As you try to maintain the collective sanity during this maybe-last-first phase of the coronavirus, you can be sure the pandemic is wearing on everyone.
Though at first the pandemic looked impossible to endure, you have endured. You’ve self-quarantined, isolated, hibernated, bloviated, and generally imploded a few times. It’s only natural. No need to pile blame on yourself or others.
Coronavirus is yet another outside pathogen that invaded the human species. We’ve had the bubonic plague three times, SARS, MERS, Legionnaire Disease, H1N1 (swine flu), yellow fever, HIV/AIDS, the flu pandemic of 1918 (Spanish Flu), Asian Flu, and quite a few Cholera pandemics.
Several of the black plagues (Bubonic) wiped out over half of the earth’s population. Most were truly catastrophic.
In modern times, especially with expert medical progress, it is preferable to create a mindset of self-reflection while you move through the unfamiliar path of self-quarantine. There will come a time when the veil of seclusion is partially lifted, and there will be light at the end of the tunnel.
As you have probably guessed, however, it will be impossible to go back to what was normal before coronavirus became a new word added to your vocabulary.
Besides self-reflection, what other mindsets can we add to our awareness arsenal? What other ways can we utilize emotionally and mentally to mitigate our shock and awe at what has transpired during the last seven or eight weeks? What other tools are available for self-preservation?
Sometimes a writer discovers a phrase or an article that inspires a provocative topic for discussion, either for writing or for conversation. I recently read a quote by Karen Blixen, also known as Isak Dinesen, the Danish writer most notable for her novel Our of Africa.
She described three important essentials for living a life of consequence: courage, love, and humor.
Courage is a word with many implications. The standard definition is to have strength in the face of pain or grief. Another way of parsing courage is the ability to face fear, either your own personal fear, or the fear of the unknown. Courage requires a strong mind, emotional stability, moral turpitude, and spiritual enlightenment.
It is your awareness that allows you to stand in awe and terror of the coronavirus pandemic with all its facets and implications.
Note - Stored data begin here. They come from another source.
//! # Logistics
//!
//! Labor and hauling estimates derived from a cost breakdown.
//!
//! ```text
//! worker_days = final_cost                         (1 gp ≡ 1 worker-day)
//! build_days  = max(⌈worker_days / crew⌉, ⌈√worker_days⌉)
//! cargo_tons  = base_cost / 5
//! trips       = ⌈tons / capacity⌉
//! rounds      = ⌈trips / haulers⌉
//! haul_days   = rounds × trip_days
//! ```
//!
//! The square-root floor is the critical path: past `√worker_days`
//! workers, a bigger crew no longer shortens the build.

use serde::{Deserialize, Serialize};

use crate::calculations::cost::CostBreakdown;
use crate::errors::{FortError, FortResult};

/// Gold pieces of bulk material per ton of cargo
pub const GP_PER_TON: f64 = 5.0;

/// Worker-days of labor for a final cost
pub fn worker_days(final_cost: f64) -> f64 {
    final_cost
}

/// Calendar days to build with `crew_size` workers (a crew of 0 counts as 1).
///
/// # Example
///
/// ```rust
/// use fort_core::calculations::logistics::build_days;
///
/// assert_eq!(build_days(10092.0, 100), 101);
/// // Past √10092 ≈ 100.5 workers the critical path governs
/// assert_eq!(build_days(10092.0, 10_000), 101);
/// ```
pub fn build_days(worker_days: f64, crew_size: u32) -> u64 {
    let worker_days = worker_days.max(0.0);
    let by_crew = (worker_days / f64::from(crew_size.max(1))).ceil();
    let critical_path = worker_days.sqrt().ceil();
    by_crew.max(critical_path) as u64
}

/// Tons of bulk material for a base (pre-surcharge) cost
pub fn cargo_tons(base_cost: f64) -> f64 {
    base_cost / GP_PER_TON
}

/// Hauling capacity available to the site
#[derive(Debug, Clone, Copy, PartialEq, Serialize, Deserialize)]
pub struct HaulingInput {
    /// Tons one hauler carries per trip
    pub capacity_tons: f64,
    /// Haulers working in parallel
    pub haulers: u32,
    /// Days for one round trip
    pub trip_days: f64,
}

impl Default for HaulingInput {
    fn default() -> Self {
        HaulingInput {
            capacity_tons: 10.0,
            haulers: 1,
            trip_days: 1.0,
        }
    }
}

impl HaulingInput {
    pub fn validate(&self) -> FortResult<()> {
        if !self.capacity_tons.is_finite() || self.capacity_tons <= 0.0 {
            return Err(FortError::invalid_input(
                "capacity_tons",
                self.capacity_tons.to_string(),
                "Hauling capacity must be positive",
            ));
        }
        if self.haulers == 0 {
            return Err(FortError::invalid_input("haulers", "0", "At least one hauler is needed"));
        }
        if !self.trip_days.is_finite() || self.trip_days < 0.0 {
            return Err(FortError::invalid_input(
                "trip_days",
                self.trip_days.to_string(),
                "Trip duration cannot be negative",
            ));
        }
        Ok(())
    }
}

/// Trips and days needed to move a cargo
#[derive(Debug, Clone, Copy, PartialEq, Serialize, Deserialize)]
pub struct HaulingPlan {
    pub tons: f64,
    pub trips: u64,
    pub rounds: u64,
    pub days: f64,
}

/// Plan the hauling of `tons` of material.
pub fn hauling(tons: f64, input: &HaulingInput) -> FortResult<HaulingPlan> {
    input.validate()?;
    let trips = (tons.max(0.0) / input.capacity_tons).ceil() as u64;
    let rounds = trips.div_ceil(u64::from(input.haulers));
    Ok(HaulingPlan {
        tons,
        trips,
        rounds,
        days: rounds as f64 * input.trip_days,
    })
}

/// Inputs for a full logistics estimate
#[derive(Debug, Clone, Copy, PartialEq, Serialize, Deserialize)]
pub struct LogisticsInput {
    pub crew_size: u32,
    pub hauling: HaulingInput,
}

impl Default for LogisticsInput {
    fn default() -> Self {
        LogisticsInput {
            crew_size: 100,
            hauling: HaulingInput::default(),
        }
    }
}

/// Labor and hauling for a priced plan
#[derive(Debug, Clone, Copy, PartialEq, Serialize, Deserialize)]
pub struct LogisticsResult {
    pub worker_days: f64,
    pub crew_size: u32,
    pub build_days: u64,
    pub cargo_tons: f64,
    pub hauling: HaulingPlan,
}

/// Labor and hauling estimate for a priced plan.
pub fn estimate(cost: &CostBreakdown, input: &LogisticsInput) -> FortResult<LogisticsResult> {
    let worker_days = worker_days(cost.final_cost);
    let tons = cargo_tons(cost.base_cost);
    Ok(LogisticsResult {
        worker_days,
        crew_size: input.crew_size,
        build_days: build_days(worker_days, input.crew_size),
        cargo_tons: tons,
        hauling: hauling(tons, &input.hauling)?,
    })
}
It is not easy to bear witness to the dying, to the heroes on the ground who put themselves in harm’s way; to see the essential and non-essential people provide care, comfort, and consolation to those who are sick and alone. From awareness to spirit, from spirit to a strong mind, from a strong mind to a test of your character.
You bear witness every day to the events that change lives and to the tragedies that take place in front of your eyes. Even though you are not physically present, your presence in a collective sense adds value to the courageous fight to lessen the circumstances of the pandemic.
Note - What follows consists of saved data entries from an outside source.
#[cfg(test)]
mod tests {
    use super::*;

    fn hardstone_floor() -> FloorSegment {
        FloorSegment::new(Shape::Rectangle, 50, 20, WallThickness::Ten, WallMaterial::Hardstone).unwrap()
    }

    #[test]
    fn test_floor_rejects_zero_dimensions() {
        assert!(FloorSegment::new(Shape::Rectangle, 0, 10, WallThickness::One, WallMaterial::Wood).is_err());
        assert!(FloorSegment::new(Shape::Rectangle, 30, 0, WallThickness::One, WallMaterial::Wood).is_err());
    }

    #[test]
    fn test_floor_rejects_oversized_dimensions() {
        let wide = FloorSegment::new(Shape::Rectangle, 1_100_000_000, 10, WallThickness::One, WallMaterial::Wood);
        assert!(wide.unwrap_err().is_validation());
        assert!(FloorSegment::new(Shape::Rectangle, MAX_SIZE_FT, 10, WallThickness::One, WallMaterial::Wood).is_ok());

        let tall = FloorSegment::new(Shape::Rectangle, 40, 3_000_000_000, WallThickness::One, WallMaterial::Wood);
        assert!(tall.unwrap_err().is_validation());
    }

    #[test]
    fn test_oversized_floor_in_loaded_plan_fails_validation() {
        let mut plan = Plan::new("Tall", BuildingType::Castle);
        let mut floor = hardstone_floor();
        floor.height_ft = 3_000_000_000;
        plan.floors = vec![floor.clone(), floor];
        assert_eq!(plan.total_height_ft(), u32::MAX);
        let err = crate::calculations::evaluate(&plan).unwrap_err();
        assert!(err.to_string().contains("floors[0].height_ft"));
    }

    #[test]
    fn test_floor_count_is_capped() {
        let mut plan = Plan::new("Stack", BuildingType::Castle);
        assert!(plan.add_floors(hardstone_floor(), u32::MAX).is_err());
        assert!(plan.floors.is_empty());
        plan.add_floors(hardstone_floor(), MAX_FLOORS as u32).unwrap();
        assert!(plan.add_floor(hardstone_floor()).is_err());
    }

    #[test]
    fn test_floor_rejects_unavailable_thickness() {
        let err = FloorSegment::new(Shape::Rectangle, 30, 10, WallThickness::Fifteen, WallMaterial::Wood).unwrap_err();
        match err {
            FortError::InvalidInput { field, .. } => assert_eq!(field, "floor.thickness_ft"),
            other => panic!("unexpected error: {:?}", other),
        }
    }

    #[test]
    fn test_floor_with_bad_thickness_fails_to_deserialize() {
        let json = r#"{"shape":"rectangle","size_ft":30,"height_ft":10,"thickness_ft":3,"material":"wood"}"#;
        assert!(serde_json::from_str::<FloorSegment>(json).is_err());
    }

    #[test]
    fn test_add_floor_names_offending_index() {
        let mut plan = Plan::new("Keep", BuildingType::Castle);
        plan.add_floor(hardstone_floor()).unwrap();
        let mut bad = hardstone_floor();
        bad.material = WallMaterial::Wood;
        match plan.add_floor(bad).unwrap_err() {
            FortError::InvalidInput { field, .. } => assert_eq!(field, "floors[1].thickness_ft"),
            other => panic!("unexpected error: {:?}", other),
        }
        assert_eq!(plan.floors.len(), 1);
    }

    #[test]
    fn test_add_floors_appends_copies() {
        let mut plan = Plan::new("Keep", BuildingType::Castle);
        plan.add_floors(hardstone_floor(), 3).unwrap();
        assert_eq!(plan.floors.len(), 3);
        assert_eq!(plan.total_height_ft(), 60);
        assert!(plan.add_floors(hardstone_floor(), 0).is_err());
    }

    #[test]
    fn test_gates_rejected_on_circles() {
        let mut plan = Plan::new("Round", BuildingType::Tower);
        let floor = FloorSegment::new(Shape::Circle, 40, 10, WallThickness::Five, WallMaterial::Brick).unwrap();
        plan.add_floor(floor).unwrap();
        assert!(plan.set_gates(0, 1).is_err());
        assert_eq!(plan.floors[0].entrances, 0);
        assert!(plan.set_gates(3, 1).is_err());
    }

    #[test]
    fn test_windows_are_recorded() {
        let mut plan = Plan::new("Keep", BuildingType::Castle);
        plan.add_floor(hardstone_floor()).unwrap();
        plan.set_windows(0, 6).unwrap();
        assert_eq!(plan.floors[0].windows, 6);
    }

    #[test]
    fn test_remote_and_weekly_validation() {
        let mut plan = Plan::new("Keep", BuildingType::Castle);
        assert!(plan.set_remote(-0.5).is_err());
        assert!(plan.set_remote(f64::NAN).is_err());
        plan.set_remote(1.5).unwrap();
        assert_eq!(plan.remote_multiplier, 1.5);
        assert!(plan.set_income("tolls", -1.0).is_err());
        plan.set_income("tolls", 120.0).unwrap();
        plan.set_upkeep(40.0).unwrap();
        assert_eq!(plan.income.as_ref().unwrap().gp_per_week, 120.0);
    }

    #[test]
    fn test_taper_uses_ground_floor_template() {
        let mut plan = Plan::new("Keep", BuildingType::Castle);
        let mut ground = FloorSegment::new(Shape::Rectangle, 60, 10, WallThickness::One, WallMaterial::Softstone).unwrap();
        ground.entrances = 1;
        plan.add_floor(ground).unwrap();

        plan.taper(70).unwrap();
        assert_eq!(plan.floors.len(), 7);
        assert_eq!(plan.floors[0].thickness_ft, WallThickness::Ten);
        assert_eq!(plan.floors[0].entrances, 1);
        assert_eq!(plan.floors[6].thickness_ft, WallThickness::One);
        assert!(plan.floors.iter().all(|f| f.material == WallMaterial::Softstone && f.size_ft == 60));
    }

    #[test]
    fn test_taper_needs_a_floor() {
        let mut plan = Plan::new("Empty", BuildingType::Castle);
        assert!(matches!(plan.taper(50), Err(FortError::EmptyPlan { .. })));
        assert!(plan.require_floors().is_err());
    }

    #[test]
    fn test_plan_serialization_defaults() {
        let plan = Plan::new("Keep", BuildingType::Temple);
        let json = serde_json::to_string(&plan).unwrap();
        let roundtrip: Plan = serde_json::from_str(&json).unwrap();
        assert_eq!(roundtrip.name, "Keep");
        assert_eq!(roundtrip.remote_multiplier, 1.0);
        assert!(roundtrip.roof.is_none());
    }
}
When someone speaks of love, the go-to reference is usually romantic love. However, love encompasses a range of strong and positive emotional and mental states, from the most sublime virtue or good habit, to the deepest interpersonal affection, and to the simplest pleasure.
Within the context of the pandemic you are living with, love is a spiritual mindset, the universal concept of personal ties or devotion to mankind in all its iterations. This kind of love arises from benevolence, inspiring kindness for everything that is human.
I hurt when you hurt. I feel pain when you feel pain. This is what binds mankind together. It is caused by a cosmic affection for what makes us human, warts and all.
We know that humans are not perfect, so we forgive the other for causing pain and suffering. And we praise and are devoted to the idea that, although humans are imperfect, when they are called upon to go beyond their capabilities, they become heroes. Their deeds become mythological.
Admiration is also a form of love. It is a universal emotion, arising out of an unconscious spiritual connection. You witness the devotion of those who are fighting the virus, and it makes you proud and gives you an emotional connection to those who fight to keep you safe.
Humor is the capacity to perceive or express that something is funny or amusing. Humor is also a mood or a state of mind that creates a lightness of being by juxtaposing the dark side of a situation to a lighter side of the circumstance.
Humans cannot live without humor; cannot live without laughter, or a smile, or a twinkle in the eyes. Humor gives you emotional balance, good health, and fortifies you against the unfathomable and unknowable.
Faced with the ongoing pandemic, a virus that attacks without discrimination makes you defenseless against so much sorrow – except for your ability to recognize humor, remember a smile, a funny antic, an amusing story.
Understanding that humor is the essential ingredient for acknowledging the existence of both sorrow and joy is the key to a happy life.
Your sanity and safety rests with conscious attention to maintaining your courage in the face of adversity, your love for mankind and its goodness, and the inclusion of humor to balance your mind, body, and spirit.
Your capacity for developing different mindset – courage, love, and humor – will gracefully guide you through the next phases of the pandemic.
What was your mindset at the beginning of the pandemic? Is your mindset the same today? What changed? If nothing, what can you do to exercise courage, love, and humor in spite of the current situation? Let’s have a discussion!